J'ouvre à grand. Je me promène. La suite, certains la connaissent. Je dis mon texte. Je dis mes apartés, mes « Ah suppôt de Satan, exécrable damnée ! », très facile à dire d'une manière naturelle. Je fais ce que je peux, mais j'essaie de l'oublier.

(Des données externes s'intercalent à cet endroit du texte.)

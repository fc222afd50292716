// Only the tags the codec needs to follow or rewrite.

pub const EXIF_IFD_POINTER: u16 = 0x8769;
pub const GPS_INFO_IFD_POINTER: u16 = 0x8825;
pub const INTEROPERABILITY_IFD_POINTER: u16 = 0xa005;

pub const JPEG_THUMBNAIL_OFFSET: u16 = 0x0201;
pub const JPEG_THUMBNAIL_LENGTH: u16 = 0x0202;

pub const MAKE: u16 = 0x010f;
pub const ORIENTATION: u16 = 0x0112;
pub const DATE_TIME: u16 = 0x0132;

pub mod gps {
    pub const LATITUDE_REF: u16 = 0x0001;
    pub const LATITUDE: u16 = 0x0002;
    pub const LONGITUDE_REF: u16 = 0x0003;
    pub const LONGITUDE: u16 = 0x0004;
    pub const ALTITUDE_REF: u16 = 0x0005;
    pub const ALTITUDE: u16 = 0x0006;
}

/// True for the tags whose value is an offset the encoder must recompute.
pub fn is_pointer(tag: u16) -> bool {
    matches!(
        tag,
        EXIF_IFD_POINTER | GPS_INFO_IFD_POINTER | INTEROPERABILITY_IFD_POINTER
    )
}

Autant chasser les mauvais souvenirs à la naissance ! J'entends des chuchotements. Au premier rang. Qu'est-ce qu'ils ont les débiles devant ? S'ils sont là pour parler, dehors, ils peuvent très bien parler. Si ça les fait chié, qu'ils se cassent ! Je trouve que c'est totalement irrespectueux envers les comédiens. Et je trouve ça assez puéril, à croire qu'ils ne sont pas assez matures pour se taire dans un théâtre. Le respect des acteurs, ils en ont pas conscience... Je ne m'excuse pas de m'emporter, même si je pense connaître les gens chuchoteurs, mais ça m'a très énervé.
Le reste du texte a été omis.